§ DATA
▼
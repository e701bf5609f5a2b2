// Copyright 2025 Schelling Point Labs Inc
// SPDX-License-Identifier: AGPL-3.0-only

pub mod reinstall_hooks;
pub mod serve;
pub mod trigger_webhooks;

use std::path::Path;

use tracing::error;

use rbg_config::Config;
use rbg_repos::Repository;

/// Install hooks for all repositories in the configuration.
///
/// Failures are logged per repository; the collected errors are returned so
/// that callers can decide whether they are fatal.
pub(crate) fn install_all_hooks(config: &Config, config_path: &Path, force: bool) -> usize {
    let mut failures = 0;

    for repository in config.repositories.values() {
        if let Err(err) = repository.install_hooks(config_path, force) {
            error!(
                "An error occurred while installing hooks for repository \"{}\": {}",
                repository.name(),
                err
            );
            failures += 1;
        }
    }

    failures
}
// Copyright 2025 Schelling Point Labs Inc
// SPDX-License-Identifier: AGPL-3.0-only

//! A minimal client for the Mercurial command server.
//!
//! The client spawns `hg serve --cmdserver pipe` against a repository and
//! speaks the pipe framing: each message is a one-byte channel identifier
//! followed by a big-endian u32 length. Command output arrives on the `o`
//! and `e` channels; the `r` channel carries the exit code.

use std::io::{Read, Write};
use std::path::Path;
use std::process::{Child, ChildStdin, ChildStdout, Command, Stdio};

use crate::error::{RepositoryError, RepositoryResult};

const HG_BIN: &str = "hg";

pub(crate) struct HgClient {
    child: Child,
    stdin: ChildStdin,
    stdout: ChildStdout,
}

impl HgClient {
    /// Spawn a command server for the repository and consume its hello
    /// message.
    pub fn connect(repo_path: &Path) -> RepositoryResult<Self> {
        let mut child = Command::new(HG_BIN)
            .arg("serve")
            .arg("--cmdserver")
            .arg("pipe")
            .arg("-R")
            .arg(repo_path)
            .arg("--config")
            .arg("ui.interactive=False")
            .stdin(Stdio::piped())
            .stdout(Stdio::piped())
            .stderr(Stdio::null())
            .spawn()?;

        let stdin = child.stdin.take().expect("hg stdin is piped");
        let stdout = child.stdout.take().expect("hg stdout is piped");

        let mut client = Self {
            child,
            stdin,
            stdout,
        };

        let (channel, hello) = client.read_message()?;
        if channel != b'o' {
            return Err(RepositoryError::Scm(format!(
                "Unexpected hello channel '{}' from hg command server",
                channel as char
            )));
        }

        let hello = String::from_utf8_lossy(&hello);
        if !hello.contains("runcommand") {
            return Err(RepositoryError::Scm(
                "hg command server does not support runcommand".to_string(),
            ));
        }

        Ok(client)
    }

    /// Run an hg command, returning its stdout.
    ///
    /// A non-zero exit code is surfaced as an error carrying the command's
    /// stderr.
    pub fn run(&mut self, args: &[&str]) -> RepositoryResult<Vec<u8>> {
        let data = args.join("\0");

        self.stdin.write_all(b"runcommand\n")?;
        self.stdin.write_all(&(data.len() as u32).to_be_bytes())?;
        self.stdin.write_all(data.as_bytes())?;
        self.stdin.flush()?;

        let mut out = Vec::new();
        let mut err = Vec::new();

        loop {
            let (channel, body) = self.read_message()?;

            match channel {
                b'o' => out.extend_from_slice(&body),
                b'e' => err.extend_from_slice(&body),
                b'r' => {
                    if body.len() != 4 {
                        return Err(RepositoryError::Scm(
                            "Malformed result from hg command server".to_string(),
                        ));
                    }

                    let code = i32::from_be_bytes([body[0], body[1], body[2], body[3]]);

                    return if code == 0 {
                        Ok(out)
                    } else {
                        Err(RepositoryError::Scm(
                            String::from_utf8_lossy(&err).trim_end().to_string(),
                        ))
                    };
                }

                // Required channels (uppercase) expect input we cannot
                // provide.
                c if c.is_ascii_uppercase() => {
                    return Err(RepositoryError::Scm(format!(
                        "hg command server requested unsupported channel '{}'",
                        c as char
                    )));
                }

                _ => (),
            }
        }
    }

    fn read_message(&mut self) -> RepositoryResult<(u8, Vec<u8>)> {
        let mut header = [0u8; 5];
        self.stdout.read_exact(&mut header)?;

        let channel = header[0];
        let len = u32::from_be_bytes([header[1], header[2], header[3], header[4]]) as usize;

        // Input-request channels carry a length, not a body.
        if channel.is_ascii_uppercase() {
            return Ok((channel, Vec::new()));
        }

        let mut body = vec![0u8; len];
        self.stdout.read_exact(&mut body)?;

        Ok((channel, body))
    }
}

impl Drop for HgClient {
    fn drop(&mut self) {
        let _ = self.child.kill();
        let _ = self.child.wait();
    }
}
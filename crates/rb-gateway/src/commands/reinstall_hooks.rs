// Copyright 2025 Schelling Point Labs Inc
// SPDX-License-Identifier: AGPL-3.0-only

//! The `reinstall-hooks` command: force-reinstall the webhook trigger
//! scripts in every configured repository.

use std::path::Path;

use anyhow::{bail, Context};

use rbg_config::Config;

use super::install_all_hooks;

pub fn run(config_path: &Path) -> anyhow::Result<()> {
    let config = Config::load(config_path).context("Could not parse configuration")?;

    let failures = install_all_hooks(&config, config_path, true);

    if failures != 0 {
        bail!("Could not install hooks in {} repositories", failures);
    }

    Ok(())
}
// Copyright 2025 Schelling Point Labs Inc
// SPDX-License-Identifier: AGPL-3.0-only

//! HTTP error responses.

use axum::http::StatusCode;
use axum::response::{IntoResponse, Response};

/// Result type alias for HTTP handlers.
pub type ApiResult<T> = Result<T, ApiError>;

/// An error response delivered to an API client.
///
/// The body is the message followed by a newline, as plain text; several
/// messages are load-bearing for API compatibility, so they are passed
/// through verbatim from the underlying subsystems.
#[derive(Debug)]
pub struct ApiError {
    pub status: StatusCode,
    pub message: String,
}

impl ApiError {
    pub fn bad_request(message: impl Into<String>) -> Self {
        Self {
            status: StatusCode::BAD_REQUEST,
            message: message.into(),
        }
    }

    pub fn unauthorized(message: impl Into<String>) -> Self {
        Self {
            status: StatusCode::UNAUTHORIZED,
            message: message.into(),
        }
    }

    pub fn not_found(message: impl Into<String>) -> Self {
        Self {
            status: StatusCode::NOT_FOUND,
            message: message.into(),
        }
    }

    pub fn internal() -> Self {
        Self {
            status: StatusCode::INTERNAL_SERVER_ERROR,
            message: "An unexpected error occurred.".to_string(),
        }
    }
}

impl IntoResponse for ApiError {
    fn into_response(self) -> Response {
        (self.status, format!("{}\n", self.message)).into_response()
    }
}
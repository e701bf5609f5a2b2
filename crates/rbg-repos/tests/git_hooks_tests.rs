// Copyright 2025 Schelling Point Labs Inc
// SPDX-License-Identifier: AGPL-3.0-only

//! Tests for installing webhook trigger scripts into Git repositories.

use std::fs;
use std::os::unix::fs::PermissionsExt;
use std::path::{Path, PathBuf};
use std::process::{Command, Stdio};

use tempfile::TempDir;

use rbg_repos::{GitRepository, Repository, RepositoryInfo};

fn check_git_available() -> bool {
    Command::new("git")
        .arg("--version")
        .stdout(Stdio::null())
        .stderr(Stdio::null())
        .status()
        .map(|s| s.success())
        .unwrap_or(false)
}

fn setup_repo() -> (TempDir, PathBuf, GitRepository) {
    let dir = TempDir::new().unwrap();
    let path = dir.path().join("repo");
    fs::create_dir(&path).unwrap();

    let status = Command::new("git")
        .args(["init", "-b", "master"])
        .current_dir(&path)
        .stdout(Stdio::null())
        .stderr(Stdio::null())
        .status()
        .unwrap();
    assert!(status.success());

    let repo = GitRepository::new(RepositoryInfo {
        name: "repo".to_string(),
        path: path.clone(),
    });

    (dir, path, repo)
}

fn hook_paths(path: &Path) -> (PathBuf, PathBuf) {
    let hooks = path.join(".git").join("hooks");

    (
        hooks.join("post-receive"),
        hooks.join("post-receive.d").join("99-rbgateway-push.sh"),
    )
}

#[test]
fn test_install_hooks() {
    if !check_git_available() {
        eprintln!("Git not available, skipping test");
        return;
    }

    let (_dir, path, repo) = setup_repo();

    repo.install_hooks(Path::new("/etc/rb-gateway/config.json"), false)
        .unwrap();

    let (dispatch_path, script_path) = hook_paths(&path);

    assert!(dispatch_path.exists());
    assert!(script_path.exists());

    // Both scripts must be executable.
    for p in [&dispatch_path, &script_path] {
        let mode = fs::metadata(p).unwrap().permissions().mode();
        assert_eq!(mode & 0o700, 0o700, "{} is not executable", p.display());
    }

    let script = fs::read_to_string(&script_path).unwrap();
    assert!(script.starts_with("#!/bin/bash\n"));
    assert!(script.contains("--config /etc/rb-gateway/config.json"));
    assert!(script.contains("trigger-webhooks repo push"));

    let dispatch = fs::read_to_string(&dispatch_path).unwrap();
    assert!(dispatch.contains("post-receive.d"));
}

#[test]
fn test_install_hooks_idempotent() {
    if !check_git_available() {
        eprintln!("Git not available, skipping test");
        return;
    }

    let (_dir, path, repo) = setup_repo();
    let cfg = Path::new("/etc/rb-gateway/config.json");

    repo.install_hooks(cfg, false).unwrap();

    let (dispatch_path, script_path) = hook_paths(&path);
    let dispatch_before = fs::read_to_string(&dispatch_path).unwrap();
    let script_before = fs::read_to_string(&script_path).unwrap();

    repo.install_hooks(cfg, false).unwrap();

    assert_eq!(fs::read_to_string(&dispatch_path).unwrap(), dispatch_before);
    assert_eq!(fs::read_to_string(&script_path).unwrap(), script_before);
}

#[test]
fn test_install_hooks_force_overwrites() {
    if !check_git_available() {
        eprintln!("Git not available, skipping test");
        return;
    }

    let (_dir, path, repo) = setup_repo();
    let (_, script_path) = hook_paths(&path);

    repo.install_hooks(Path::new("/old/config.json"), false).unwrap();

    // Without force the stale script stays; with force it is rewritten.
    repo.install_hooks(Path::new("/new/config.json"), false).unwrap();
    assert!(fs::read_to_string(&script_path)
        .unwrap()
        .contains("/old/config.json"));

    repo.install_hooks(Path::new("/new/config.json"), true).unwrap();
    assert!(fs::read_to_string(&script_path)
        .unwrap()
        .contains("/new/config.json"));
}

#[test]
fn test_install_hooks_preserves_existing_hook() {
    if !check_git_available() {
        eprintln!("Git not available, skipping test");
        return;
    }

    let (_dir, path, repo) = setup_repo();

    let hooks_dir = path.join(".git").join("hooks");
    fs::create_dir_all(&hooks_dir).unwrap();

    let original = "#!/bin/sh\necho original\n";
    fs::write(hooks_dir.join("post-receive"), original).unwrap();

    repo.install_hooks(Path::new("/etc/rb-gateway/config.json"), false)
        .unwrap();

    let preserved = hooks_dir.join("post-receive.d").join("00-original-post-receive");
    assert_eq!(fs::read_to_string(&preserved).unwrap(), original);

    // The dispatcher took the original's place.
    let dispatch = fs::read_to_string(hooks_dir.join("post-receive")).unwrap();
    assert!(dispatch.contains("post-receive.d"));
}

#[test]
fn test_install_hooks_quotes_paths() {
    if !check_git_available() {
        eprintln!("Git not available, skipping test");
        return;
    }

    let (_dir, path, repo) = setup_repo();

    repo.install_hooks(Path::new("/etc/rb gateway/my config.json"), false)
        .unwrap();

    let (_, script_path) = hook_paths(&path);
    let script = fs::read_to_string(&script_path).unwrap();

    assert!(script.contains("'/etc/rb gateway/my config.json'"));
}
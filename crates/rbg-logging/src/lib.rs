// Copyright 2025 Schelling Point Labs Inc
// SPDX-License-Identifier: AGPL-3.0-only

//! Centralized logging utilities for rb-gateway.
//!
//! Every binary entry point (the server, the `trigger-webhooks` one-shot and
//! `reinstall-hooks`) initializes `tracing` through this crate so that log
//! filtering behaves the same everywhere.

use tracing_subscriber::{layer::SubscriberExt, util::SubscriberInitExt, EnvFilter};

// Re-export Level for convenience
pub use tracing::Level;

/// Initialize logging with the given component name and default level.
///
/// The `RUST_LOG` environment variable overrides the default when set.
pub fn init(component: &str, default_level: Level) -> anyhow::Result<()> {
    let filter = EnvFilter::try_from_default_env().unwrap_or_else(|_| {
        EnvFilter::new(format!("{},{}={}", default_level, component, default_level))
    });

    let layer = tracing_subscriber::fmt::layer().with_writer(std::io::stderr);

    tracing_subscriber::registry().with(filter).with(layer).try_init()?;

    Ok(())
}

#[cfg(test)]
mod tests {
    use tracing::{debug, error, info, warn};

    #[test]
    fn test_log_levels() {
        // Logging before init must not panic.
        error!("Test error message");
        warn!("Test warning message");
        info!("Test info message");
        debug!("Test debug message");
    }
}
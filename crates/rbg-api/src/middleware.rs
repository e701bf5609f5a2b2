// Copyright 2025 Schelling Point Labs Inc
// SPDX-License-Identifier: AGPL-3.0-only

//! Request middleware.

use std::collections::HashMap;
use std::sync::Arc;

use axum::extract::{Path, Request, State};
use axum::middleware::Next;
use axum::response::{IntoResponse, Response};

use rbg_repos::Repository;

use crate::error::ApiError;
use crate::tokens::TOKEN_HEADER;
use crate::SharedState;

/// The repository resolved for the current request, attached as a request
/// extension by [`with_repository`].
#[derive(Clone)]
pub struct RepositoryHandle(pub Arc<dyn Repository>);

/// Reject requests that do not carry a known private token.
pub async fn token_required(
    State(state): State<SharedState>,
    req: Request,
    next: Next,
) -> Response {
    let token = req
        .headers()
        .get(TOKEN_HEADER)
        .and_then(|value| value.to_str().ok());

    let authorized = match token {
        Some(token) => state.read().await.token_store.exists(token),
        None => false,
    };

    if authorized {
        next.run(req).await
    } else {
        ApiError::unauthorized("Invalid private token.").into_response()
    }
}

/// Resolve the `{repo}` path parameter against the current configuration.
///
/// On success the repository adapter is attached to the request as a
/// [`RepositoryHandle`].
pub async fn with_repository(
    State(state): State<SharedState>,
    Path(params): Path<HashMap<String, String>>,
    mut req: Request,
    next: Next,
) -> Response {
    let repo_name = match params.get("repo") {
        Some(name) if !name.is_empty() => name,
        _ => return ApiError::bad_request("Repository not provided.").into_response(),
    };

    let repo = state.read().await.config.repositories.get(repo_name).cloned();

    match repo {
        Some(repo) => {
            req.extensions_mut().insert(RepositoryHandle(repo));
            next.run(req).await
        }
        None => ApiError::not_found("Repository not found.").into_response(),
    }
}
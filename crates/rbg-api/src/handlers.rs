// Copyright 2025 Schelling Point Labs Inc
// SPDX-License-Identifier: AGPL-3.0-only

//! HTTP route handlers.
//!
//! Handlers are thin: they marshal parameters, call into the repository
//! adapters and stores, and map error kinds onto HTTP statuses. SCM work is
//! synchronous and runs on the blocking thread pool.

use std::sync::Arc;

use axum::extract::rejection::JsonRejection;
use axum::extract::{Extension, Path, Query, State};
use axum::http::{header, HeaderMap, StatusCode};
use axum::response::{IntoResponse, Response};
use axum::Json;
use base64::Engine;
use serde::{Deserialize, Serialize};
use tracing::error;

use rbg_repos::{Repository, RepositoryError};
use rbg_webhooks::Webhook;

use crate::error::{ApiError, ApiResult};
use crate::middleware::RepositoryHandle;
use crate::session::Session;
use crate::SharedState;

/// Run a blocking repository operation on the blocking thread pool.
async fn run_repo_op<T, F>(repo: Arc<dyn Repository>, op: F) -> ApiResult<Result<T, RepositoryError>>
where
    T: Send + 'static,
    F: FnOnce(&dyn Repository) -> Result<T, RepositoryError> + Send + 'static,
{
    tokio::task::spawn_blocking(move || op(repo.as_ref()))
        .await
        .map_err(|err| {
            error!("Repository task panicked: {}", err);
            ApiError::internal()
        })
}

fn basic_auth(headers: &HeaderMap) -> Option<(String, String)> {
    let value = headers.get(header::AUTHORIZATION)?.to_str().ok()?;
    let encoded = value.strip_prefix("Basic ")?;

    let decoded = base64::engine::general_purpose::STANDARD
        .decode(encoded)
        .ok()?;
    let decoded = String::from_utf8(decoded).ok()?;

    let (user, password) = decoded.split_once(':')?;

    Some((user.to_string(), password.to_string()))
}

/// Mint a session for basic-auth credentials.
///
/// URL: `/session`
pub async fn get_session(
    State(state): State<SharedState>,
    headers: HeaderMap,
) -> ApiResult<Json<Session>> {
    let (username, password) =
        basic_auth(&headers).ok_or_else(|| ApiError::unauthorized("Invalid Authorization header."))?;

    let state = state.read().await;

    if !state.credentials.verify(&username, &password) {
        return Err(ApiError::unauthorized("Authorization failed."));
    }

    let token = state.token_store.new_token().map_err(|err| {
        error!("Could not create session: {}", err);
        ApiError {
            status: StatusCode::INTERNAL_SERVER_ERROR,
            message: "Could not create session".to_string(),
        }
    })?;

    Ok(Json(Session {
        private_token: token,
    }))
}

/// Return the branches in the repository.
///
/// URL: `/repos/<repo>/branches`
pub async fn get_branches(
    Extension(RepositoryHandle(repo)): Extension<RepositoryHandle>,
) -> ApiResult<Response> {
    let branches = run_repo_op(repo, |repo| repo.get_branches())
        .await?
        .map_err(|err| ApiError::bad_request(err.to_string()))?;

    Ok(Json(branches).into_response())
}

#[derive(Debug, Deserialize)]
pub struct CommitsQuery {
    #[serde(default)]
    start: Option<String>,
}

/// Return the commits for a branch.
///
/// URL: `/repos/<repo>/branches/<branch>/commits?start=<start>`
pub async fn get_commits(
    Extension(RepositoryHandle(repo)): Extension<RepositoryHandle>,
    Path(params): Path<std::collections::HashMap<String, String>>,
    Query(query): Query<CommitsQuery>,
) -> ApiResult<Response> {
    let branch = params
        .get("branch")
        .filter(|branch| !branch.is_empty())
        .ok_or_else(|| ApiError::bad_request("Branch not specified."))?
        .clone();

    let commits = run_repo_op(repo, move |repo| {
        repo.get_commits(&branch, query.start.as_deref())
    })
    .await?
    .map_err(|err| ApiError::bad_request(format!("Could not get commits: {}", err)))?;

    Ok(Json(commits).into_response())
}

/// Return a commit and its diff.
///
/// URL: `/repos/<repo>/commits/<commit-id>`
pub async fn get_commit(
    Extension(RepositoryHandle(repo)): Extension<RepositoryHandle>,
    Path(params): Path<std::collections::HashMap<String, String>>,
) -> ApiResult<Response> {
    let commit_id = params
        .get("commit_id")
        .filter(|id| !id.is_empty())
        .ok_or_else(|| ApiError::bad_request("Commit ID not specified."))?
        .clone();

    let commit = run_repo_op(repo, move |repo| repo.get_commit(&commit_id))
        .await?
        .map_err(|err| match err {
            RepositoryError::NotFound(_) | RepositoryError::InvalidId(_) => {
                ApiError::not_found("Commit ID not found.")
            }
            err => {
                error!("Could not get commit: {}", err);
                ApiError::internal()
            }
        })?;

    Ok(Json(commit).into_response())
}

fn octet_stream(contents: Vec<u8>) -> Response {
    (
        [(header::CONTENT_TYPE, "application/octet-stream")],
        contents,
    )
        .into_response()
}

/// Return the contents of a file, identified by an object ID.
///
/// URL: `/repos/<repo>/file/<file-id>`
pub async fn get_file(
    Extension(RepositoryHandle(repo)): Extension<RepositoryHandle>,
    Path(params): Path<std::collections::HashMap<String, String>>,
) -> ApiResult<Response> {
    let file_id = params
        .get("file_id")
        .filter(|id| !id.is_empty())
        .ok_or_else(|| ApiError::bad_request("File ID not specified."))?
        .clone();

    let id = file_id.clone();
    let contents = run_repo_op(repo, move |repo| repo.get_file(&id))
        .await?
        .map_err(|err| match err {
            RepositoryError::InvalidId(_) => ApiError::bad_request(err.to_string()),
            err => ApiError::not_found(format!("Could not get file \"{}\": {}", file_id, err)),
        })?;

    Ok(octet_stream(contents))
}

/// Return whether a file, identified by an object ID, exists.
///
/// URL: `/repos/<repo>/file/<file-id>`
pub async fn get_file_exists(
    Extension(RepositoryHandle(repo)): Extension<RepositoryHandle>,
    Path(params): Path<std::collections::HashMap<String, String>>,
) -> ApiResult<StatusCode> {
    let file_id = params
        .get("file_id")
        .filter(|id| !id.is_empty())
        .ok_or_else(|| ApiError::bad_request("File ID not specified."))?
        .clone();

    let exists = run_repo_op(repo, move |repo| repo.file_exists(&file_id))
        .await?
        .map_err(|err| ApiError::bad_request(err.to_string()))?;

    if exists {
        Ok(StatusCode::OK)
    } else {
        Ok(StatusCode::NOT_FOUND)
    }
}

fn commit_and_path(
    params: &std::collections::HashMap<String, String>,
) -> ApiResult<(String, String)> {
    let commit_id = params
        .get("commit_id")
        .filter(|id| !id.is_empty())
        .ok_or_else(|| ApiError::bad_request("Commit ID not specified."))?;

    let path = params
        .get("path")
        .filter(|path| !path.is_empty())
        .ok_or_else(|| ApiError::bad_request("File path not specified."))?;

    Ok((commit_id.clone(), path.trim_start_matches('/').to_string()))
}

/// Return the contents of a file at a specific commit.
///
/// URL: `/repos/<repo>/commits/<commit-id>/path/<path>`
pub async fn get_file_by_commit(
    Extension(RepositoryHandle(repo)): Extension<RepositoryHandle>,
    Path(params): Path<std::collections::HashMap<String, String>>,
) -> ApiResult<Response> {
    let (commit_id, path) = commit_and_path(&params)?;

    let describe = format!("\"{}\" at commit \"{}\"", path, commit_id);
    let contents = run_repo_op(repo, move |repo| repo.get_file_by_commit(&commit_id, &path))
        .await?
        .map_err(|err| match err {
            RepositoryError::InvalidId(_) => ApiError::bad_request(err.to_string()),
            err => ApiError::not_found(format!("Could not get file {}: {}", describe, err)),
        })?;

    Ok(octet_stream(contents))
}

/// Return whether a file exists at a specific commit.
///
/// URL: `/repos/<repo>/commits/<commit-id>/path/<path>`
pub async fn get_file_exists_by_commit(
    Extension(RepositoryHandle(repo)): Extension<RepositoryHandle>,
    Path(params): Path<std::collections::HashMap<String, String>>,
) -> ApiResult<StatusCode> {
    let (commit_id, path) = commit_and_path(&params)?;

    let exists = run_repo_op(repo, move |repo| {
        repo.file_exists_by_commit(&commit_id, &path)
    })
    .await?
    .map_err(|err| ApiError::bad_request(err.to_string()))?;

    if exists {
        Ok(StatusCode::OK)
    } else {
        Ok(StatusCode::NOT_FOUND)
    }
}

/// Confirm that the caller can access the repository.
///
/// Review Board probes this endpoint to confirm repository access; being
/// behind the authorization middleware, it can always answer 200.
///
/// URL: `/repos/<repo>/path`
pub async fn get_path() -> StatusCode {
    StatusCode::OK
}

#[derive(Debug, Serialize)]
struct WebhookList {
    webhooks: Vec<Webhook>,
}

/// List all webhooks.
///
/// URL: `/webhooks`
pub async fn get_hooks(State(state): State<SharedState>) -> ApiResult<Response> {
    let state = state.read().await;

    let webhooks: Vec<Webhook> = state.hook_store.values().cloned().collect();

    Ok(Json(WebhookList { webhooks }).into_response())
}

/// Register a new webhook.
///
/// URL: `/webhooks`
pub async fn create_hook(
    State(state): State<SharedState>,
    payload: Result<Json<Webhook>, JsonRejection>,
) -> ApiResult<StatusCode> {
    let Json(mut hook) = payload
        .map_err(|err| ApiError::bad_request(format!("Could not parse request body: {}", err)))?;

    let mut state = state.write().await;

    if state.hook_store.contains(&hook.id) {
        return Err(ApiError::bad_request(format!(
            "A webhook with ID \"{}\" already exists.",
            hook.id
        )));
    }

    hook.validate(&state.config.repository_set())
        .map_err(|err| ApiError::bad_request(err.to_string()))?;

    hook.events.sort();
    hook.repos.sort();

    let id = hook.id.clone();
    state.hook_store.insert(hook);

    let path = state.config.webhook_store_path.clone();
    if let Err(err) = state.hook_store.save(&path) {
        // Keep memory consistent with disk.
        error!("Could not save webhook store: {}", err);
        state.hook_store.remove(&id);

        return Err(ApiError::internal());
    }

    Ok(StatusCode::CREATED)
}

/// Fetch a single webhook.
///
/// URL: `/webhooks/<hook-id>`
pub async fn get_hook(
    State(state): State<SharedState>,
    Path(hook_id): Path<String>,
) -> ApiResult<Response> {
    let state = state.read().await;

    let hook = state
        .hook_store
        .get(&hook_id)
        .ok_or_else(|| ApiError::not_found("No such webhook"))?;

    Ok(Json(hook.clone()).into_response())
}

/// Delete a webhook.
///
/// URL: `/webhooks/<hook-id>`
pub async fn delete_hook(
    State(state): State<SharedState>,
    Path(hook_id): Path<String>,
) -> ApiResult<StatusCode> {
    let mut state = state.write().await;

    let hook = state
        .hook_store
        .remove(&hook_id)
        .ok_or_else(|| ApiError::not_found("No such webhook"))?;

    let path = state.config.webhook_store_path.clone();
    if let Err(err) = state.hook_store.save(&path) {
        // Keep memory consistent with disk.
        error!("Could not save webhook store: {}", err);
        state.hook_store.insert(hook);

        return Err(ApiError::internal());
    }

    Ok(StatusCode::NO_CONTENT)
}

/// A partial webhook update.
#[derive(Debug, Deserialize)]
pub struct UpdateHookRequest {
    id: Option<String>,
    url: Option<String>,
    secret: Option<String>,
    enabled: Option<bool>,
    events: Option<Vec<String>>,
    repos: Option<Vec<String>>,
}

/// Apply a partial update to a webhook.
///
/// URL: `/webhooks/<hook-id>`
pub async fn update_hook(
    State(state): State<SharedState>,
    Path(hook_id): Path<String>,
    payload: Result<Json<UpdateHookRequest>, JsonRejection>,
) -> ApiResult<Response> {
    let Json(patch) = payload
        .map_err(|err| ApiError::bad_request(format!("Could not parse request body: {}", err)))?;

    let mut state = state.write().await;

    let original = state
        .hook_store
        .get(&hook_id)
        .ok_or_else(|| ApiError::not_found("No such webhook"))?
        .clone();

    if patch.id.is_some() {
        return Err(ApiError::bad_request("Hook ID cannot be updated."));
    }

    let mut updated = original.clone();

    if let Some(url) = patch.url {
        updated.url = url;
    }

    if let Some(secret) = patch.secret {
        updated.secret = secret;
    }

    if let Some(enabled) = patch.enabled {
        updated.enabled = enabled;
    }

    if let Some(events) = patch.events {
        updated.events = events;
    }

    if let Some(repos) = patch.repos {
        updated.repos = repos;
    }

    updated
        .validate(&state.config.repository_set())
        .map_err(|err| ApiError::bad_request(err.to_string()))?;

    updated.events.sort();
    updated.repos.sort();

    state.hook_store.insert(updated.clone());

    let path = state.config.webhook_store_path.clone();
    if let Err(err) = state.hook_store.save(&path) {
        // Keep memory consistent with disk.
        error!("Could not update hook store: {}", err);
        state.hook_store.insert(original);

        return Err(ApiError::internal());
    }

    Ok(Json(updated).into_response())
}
▲
§ TASK PROMPT
Scan the data above for the word "insert", then copy every line that holds it.

§ PROBLEM SOLUTION
            req.extensions_mut().insert(RepositoryHandle(repo));
    state.hook_store.insert(hook);
        state.hook_store.insert(hook);
    state.hook_store.insert(updated.clone());
        state.hook_store.insert(original);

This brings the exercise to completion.